Для человека, всю жизнь прожившего в потемках, солнечный свет непереносимо ярок.
Конечно, Букка рассказал Пампе Кампане о тайной жизни Халея Коте. И она согласилась с его решением оставить ремонстрантов в подполье.
– Попроси своих друзей разработать планы эвакуации, – велела она ему, – если в будущем – боюсь, что в ближайшем будущем – дела пойдут плохо, подпольная сеть будет ровно тем, что всем нам понадобится.
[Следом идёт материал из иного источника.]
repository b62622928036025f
pub mod generator;
pub mod handlers;
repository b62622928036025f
pub mod job;
pub mod profile;
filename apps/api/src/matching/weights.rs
//! Sub-score weighting.

use serde::{Deserialize, Serialize};

/// Tolerance for the weight-sum check, absorbing float drift from env
/// overrides like `0.1 + 0.2`.
pub const WEIGHT_SUM_TOLERANCE: f64 = 1e-6;

/// Relative importance of the four match sub-scores. Must sum to 1.0.
#[derive(Debug, Clone, Copy, Serialize, Deserialize)]
pub struct MatchWeights {
    pub semantic: f64,
    pub skills: f64,
    pub experience: f64,
    pub keywords: f64,
}

impl Default for MatchWeights {
    fn default() -> Self {
        MatchWeights {
            semantic: 0.40,
            skills: 0.25,
            experience: 0.20,
            keywords: 0.15,
        }
    }
}

impl MatchWeights {
    pub fn sum(&self) -> f64 {
        self.semantic + self.skills + self.experience + self.keywords
    }

    /// Rejects weight sets that cannot produce a sane 0-100 score. Run at
    /// startup so a bad override fails the boot, not the first request.
    pub fn validate(&self) -> anyhow::Result<()> {
        for (name, value) in [
            ("semantic", self.semantic),
            ("skills", self.skills),
            ("experience", self.experience),
            ("keywords", self.keywords),
        ] {
            anyhow::ensure!(
                (0.0..=1.0).contains(&value),
                "{name} weight {value} is outside [0, 1]"
            );
        }
        let sum = self.sum();
        anyhow::ensure!(
            (sum - 1.0).abs() <= WEIGHT_SUM_TOLERANCE,
            "weights sum to {sum}, expected 1.0"
        );
        Ok(())
    }
}

#[cfg(test)]
mod tests {
    use super::*;

    #[test]
    fn test_default_weights_validate() {
        assert!(MatchWeights::default().validate().is_ok());
    }

    #[test]
    fn test_bad_sum_is_rejected() {
        let weights = MatchWeights {
            semantic: 0.5,
            skills: 0.5,
            experience: 0.5,
            keywords: 0.5,
        };
        assert!(weights.validate().is_err());
    }

    #[test]
    fn test_negative_weight_is_rejected() {
        let weights = MatchWeights {
            semantic: -0.1,
            skills: 0.5,
            experience: 0.4,
            keywords: 0.2,
        };
        assert!(weights.validate().is_err());
    }

    #[test]
    fn test_sum_within_tolerance_passes() {
        let weights = MatchWeights {
            semantic: 0.4,
            skills: 0.25,
            experience: 0.2,
            keywords: 0.15000000009,
        };
        assert!(weights.validate().is_ok());
    }
}
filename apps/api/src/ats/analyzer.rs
//! ATS compatibility grading: four independent factor analyzers combined
//! into one weighted score.

use anyhow::ensure;
use serde::{Deserialize, Serialize};
use std::sync::Arc;

use crate::models::profile::StructuredProfile;
use crate::vocab::Vocabulary;

use super::{formatting, keywords, readability, structure};

const WEIGHT_SUM_TOLERANCE: f64 = 1e-6;

/// What the upload pipeline knows about the original file. Everything is
/// optional; analysis degrades to text-only checks without it.
#[derive(Debug, Clone, Default, Serialize, Deserialize)]
pub struct FileMetadata {
    pub file_name: Option<String>,
    pub mime_type: Option<String>,
    pub size_bytes: Option<u64>,
}

#[derive(Debug, Clone, Copy, Serialize, Deserialize)]
pub struct AtsWeights {
    pub formatting: f64,
    pub keywords: f64,
    pub structure: f64,
    pub readability: f64,
}

impl Default for AtsWeights {
    fn default() -> Self {
        AtsWeights {
            formatting: 0.25,
            keywords: 0.30,
            structure: 0.25,
            readability: 0.20,
        }
    }
}

impl AtsWeights {
    pub fn sum(&self) -> f64 {
        self.formatting + self.keywords + self.structure + self.readability
    }

    pub fn validate(&self) -> anyhow::Result<()> {
        for (name, value) in [
            ("formatting", self.formatting),
            ("keywords", self.keywords),
            ("structure", self.structure),
            ("readability", self.readability),
        ] {
            ensure!(
                (0.0..=1.0).contains(&value),
                "ATS weight '{name}' must be within [0, 1], got {value}"
            );
        }
        let sum = self.sum();
        ensure!(
            (sum - 1.0).abs() <= WEIGHT_SUM_TOLERANCE,
            "ATS weights must sum to 1.0, got {sum}"
        );
        Ok(())
    }
}

/// One factor's verdict: a 0-100 score plus what dragged it down and what
/// to do about it.
#[derive(Debug, Clone, Serialize)]
pub struct FactorScore {
    pub score: u32,
    pub issues: Vec<String>,
    pub suggestions: Vec<String>,
}

#[derive(Debug, Clone, Serialize)]
pub struct AtsFactors {
    pub formatting: FactorScore,
    pub keywords: FactorScore,
    pub structure: FactorScore,
    pub readability: FactorScore,
}

#[derive(Debug, Clone, Serialize)]
pub struct AtsReport {
    pub score: u32,
    pub factors: AtsFactors,
}

pub struct AtsAnalyzer {
    weights: AtsWeights,
    vocab: Arc<Vocabulary>,
}

impl AtsAnalyzer {
    pub fn new(vocab: Arc<Vocabulary>) -> anyhow::Result<Self> {
        Self::with_weights(AtsWeights::default(), vocab)
    }

    pub fn with_weights(weights: AtsWeights, vocab: Arc<Vocabulary>) -> anyhow::Result<Self> {
        weights.validate()?;
        Ok(AtsAnalyzer { weights, vocab })
    }

    pub fn analyze(&self, resume: &StructuredProfile, file: Option<&FileMetadata>) -> AtsReport {
        let factors = AtsFactors {
            formatting: formatting::analyze(resume, file),
            keywords: keywords::analyze(resume, &self.vocab),
            structure: structure::analyze(resume),
            readability: readability::analyze(resume, &self.vocab),
        };
        let score = (self.weights.formatting * f64::from(factors.formatting.score)
            + self.weights.keywords * f64::from(factors.keywords.score)
            + self.weights.structure * f64::from(factors.structure.score)
            + self.weights.readability * f64::from(factors.readability.score))
        .round()
        .clamp(0.0, 100.0) as u32;
        AtsReport { score, factors }
    }
}

#[cfg(test)]
mod tests {
    use super::*;

    #[test]
    fn test_default_weights_are_valid() {
        assert!(AtsWeights::default().validate().is_ok());
        assert!((AtsWeights::default().sum() - 1.0).abs() < 1e-9);
    }

    #[test]
    fn test_weights_off_by_more_than_tolerance_rejected() {
        let weights = AtsWeights {
            formatting: 0.30,
            keywords: 0.30,
            structure: 0.25,
            readability: 0.20,
        };
        assert!(weights.validate().is_err());
        assert!(AtsAnalyzer::with_weights(weights, Arc::new(Vocabulary::default())).is_err());
    }

    #[test]
    fn test_overall_is_weighted_sum_of_factors() {
        let analyzer = AtsAnalyzer::new(Arc::new(Vocabulary::default())).expect("default weights");
        let resume = StructuredProfile {
            raw_text: "Led migration to a new platform. Improved performance by 40%.".to_string(),
            ..Default::default()
        };
        let report = analyzer.analyze(&resume, None);
        let weights = AtsWeights::default();
        let expected = (weights.formatting * f64::from(report.factors.formatting.score)
            + weights.keywords * f64::from(report.factors.keywords.score)
            + weights.structure * f64::from(report.factors.structure.score)
            + weights.readability * f64::from(report.factors.readability.score))
        .round() as u32;
        assert_eq!(report.score, expected);
    }
}
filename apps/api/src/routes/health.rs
use axum::Json;
use serde_json::{json, Value};

/// GET /health
/// Returns a simple status object with service version.
pub async fn health_handler() -> Json<Value> {
    Json(json!({
        "status": "ok",
        "version": env!("CARGO_PKG_VERSION"),
        "service": "resumatch-api"
    }))
}
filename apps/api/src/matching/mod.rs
pub mod experience;
pub mod handlers;
pub mod keywords;
pub mod ranking;
pub mod scoring;
pub mod semantic;
pub mod skills;
pub mod weights;
use std::sync::Arc;

use crate::ats::analyzer::AtsAnalyzer;
use crate::config::Config;
use crate::embedding::EmbeddingProvider;
use crate::matching::scoring::MatchEngine;
use crate::suggestions::generator::SuggestionEngine;
use crate::vocab::Vocabulary;

/// Shared application state injected into all route handlers via Axum extractors.
#[derive(Clone)]
pub struct AppState {
    pub config: Config,
    pub vocab: Arc<Vocabulary>,
    pub engine: Arc<MatchEngine>,
    pub ats: Arc<AtsAnalyzer>,
    pub suggester: Arc<SuggestionEngine>,
    /// Pluggable embedding backend. None when EMBEDDING_API_URL is unset;
    /// scoring then runs without the semantic component.
    pub embedder: Option<Arc<dyn EmbeddingProvider>>,
}
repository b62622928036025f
pub mod health;

use axum::{
    routing::{get, post},
    Router,
};

use crate::ats;
use crate::extraction;
use crate::matching;
use crate::state::AppState;
use crate::suggestions;

pub fn build_router(state: AppState) -> Router {
    Router::new()
        .route("/health", get(health::health_handler))
        // Parsing API
        .route(
            "/api/v1/profiles/parse",
            post(extraction::handlers::handle_parse),
        )
        // Matching API
        .route(
            "/api/v1/match/score",
            post(matching::handlers::handle_score),
        )
        .route("/api/v1/match/rank", post(matching::handlers::handle_rank))
        // ATS API
        .route("/api/v1/ats/analyze", post(ats::handlers::handle_analyze))
        // Suggestions API
        .route(
            "/api/v1/suggestions",
            post(suggestions::handlers::handle_suggestions),
        )
        .with_state(state)
}
//! Keyword richness: screening-vocabulary coverage, quantified outcomes,
//! and strong bullet openers. Purely additive, capped at 100.

use super::analyzer::FactorScore;
use super::heuristics;
use crate::extraction::keywords::extract_keywords;
use crate::models::profile::StructuredProfile;
use crate::vocab::{term_in_text, Vocabulary};

const IMPORTANT_HIT_POINTS: usize = 2;
const QUANTIFIABLE_POINTS: usize = 5;
const QUANTIFIABLE_CAP: usize = 20;
const ACTION_BULLET_POINTS: usize = 3;
const ACTION_BULLET_CAP: usize = 15;

pub fn analyze(resume: &StructuredProfile, vocab: &Vocabulary) -> FactorScore {
    let text = &resume.raw_text;
    let text_lower = text.to_lowercase();
    let mut score = 0usize;
    let mut issues = Vec::new();
    let mut suggestions = Vec::new();

    let hits = vocab
        .important_keywords
        .iter()
        .filter(|k| term_in_text(&text_lower, k))
        .count();
    score += IMPORTANT_HIT_POINTS * hits;
    if hits < 5 {
        issues.push("Few of the keywords ATS screeners weight are present".to_string());
        suggestions
            .push("Describe work with concrete delivery verbs like led, built, shipped".to_string());
    }

    let quantifiable = heuristics::count_quantifiable(text);
    score += (QUANTIFIABLE_POINTS * quantifiable).min(QUANTIFIABLE_CAP);
    if quantifiable == 0 {
        issues.push("No quantified achievements found".to_string());
        suggestions.push("Add numbers: percentages, dollar amounts, team sizes".to_string());
    }

    let bullets = heuristics::bullet_stats(text, vocab);
    score += (ACTION_BULLET_POINTS * bullets.action_led).min(ACTION_BULLET_CAP);
    if bullets.total > 0 && bullets.action_led == 0 {
        suggestions.push("Open bullet points with a strong action verb".to_string());
    }

    let distinct_keywords = extract_keywords(resume, vocab).len();
    if distinct_keywords > 10 {
        score += 10;
    } else if distinct_keywords > 5 {
        score += 5;
    }

    FactorScore {
        score: score.min(100) as u32,
        issues,
        suggestions,
    }
}

#[cfg(test)]
mod tests {
    use super::*;

    fn resume_with_text(text: &str) -> StructuredProfile {
        StructuredProfile {
            raw_text: text.to_string(),
            ..Default::default()
        }
    }

    #[test]
    fn test_important_keywords_add_two_each() {
        let factor = analyze(
            &resume_with_text("Led migration. Improved performance."),
            &Vocabulary::default(),
        );
        // led, migration, improved, performance: 4 hits, 4 distinct tokens
        assert_eq!(factor.score, 8);
    }

    #[test]
    fn test_quantifiable_bonus_caps_at_twenty() {
        let factor = analyze(
            &resume_with_text("9% 12% $4k 2x 33%"),
            &Vocabulary::default(),
        );
        assert_eq!(factor.score, 20);
        assert!(factor.issues.iter().any(|i| i.contains("keywords")));
    }

    #[test]
    fn test_action_bullets_cap_at_fifteen() {
        let text = "- Built alpha\n".repeat(6);
        let factor = analyze(&resume_with_text(&text), &Vocabulary::default());
        assert_eq!(factor.score, 15);
    }

    #[test]
    fn test_keyword_diversity_tiers() {
        let six = resume_with_text("alpha beta gamma delta epsilon zeta");
        assert_eq!(analyze(&six, &Vocabulary::default()).score, 5);
        let eleven = resume_with_text(
            "alpha beta gamma delta epsilon zeta eta theta iota kappa lambda",
        );
        assert_eq!(analyze(&eleven, &Vocabulary::default()).score, 10);
    }

    #[test]
    fn test_empty_resume_scores_zero_with_suggestions() {
        let factor = analyze(&resume_with_text(""), &Vocabulary::default());
        assert_eq!(factor.score, 0);
        assert!(!factor.suggestions.is_empty());
    }
}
Прибыли гонцы с фронта. Кампания против Зафарабада шла не гладко. Халея Коте прибыл, чтобы сообщить царице-регенту новости. После первых столкновений Букке пришлось отступить к югу, за реку Бхиму и уступить султану ее северный берег. Кроме того, султан захватил Варангал, прежде являвшийся частью империи Биснага, и умертвил его правителя. Пампу Кампану удивило и встревожило, что Букка отправил своих посланцев ко двору султана в Дели, чтобы те просили правителя помочь Биснаге в борьбе против собственных же единоверцев; это был шаг отчаяния, и такое предложение, естественно, было отвергнуто. Позднее ситуация улучшилась. Букка вновь выступил в северном направлении и захватил Мудгал. Посланники описали жестокую расправу, которую Букка учинил над жителями Мудгала, и это напугало Пампу Кампану.
– Это не тот человек, которого я знала, – поделилась она с Халея Коте. – Если теперь он ведет себя подобным образом, под угрозой это предприятие, да и мы сами.
Она была права. Гонцы, прибывшие следом, описывали, как султан Зафарабада напал на войска Букки Райи I в Мудгале. Жестокость этого нападения повергла в шок многих воинов армии Биснаги, а слухи о Призрачном Султанате и том, что в авангарде армии Зафарабада сражаются воины-призраки, быстро распространились среди военных всех сословий и породили ужас и панику. Когда армия напугана, она не может сражаться, даже если имеет численное преимущество. Букка бежал из собственного лагеря, так сообщали гонцы. Его войска в спешке отступали, и наступающий султан уничтожил девяносто тысяч оставшихся позади солдат. Затем последовало новое, еще более сокрушительное, поражение.
– Царь едет домой, но его преследует враг, – сообщили гонцы, – нам нужно подготовиться к нападению или, самое малое, осаде.
Букка и вправду вернулся с войны совсем другим человеком, чем ушел на нее. То, как человек справляется с победой, говорит о том, великодушен он или мстителен. Продолжит ли он вести себя скромно или взрастит в себе завышенное самомнение? Станет ли победозависимым, возжелает ли повторять свой триумф или удовольствуется тем, чего достиг? Поражение ставит перед человеком более серьезные вопросы. Насколько глубоки его внутренние ресурсы? Окажется ли он в момент поражения раздавлен случившимся или продемонстрирует невиданные прежде стойкость и смекалку – качества, о которых он прежде и сам не подозревал? Входивший в собственный дворец царь в окровавленных доспехах из кожи и металла выглядел человеком, точно мухами, облепленным знаками вопроса. Даже Пампа Кампана не знала, каков будет его ответ.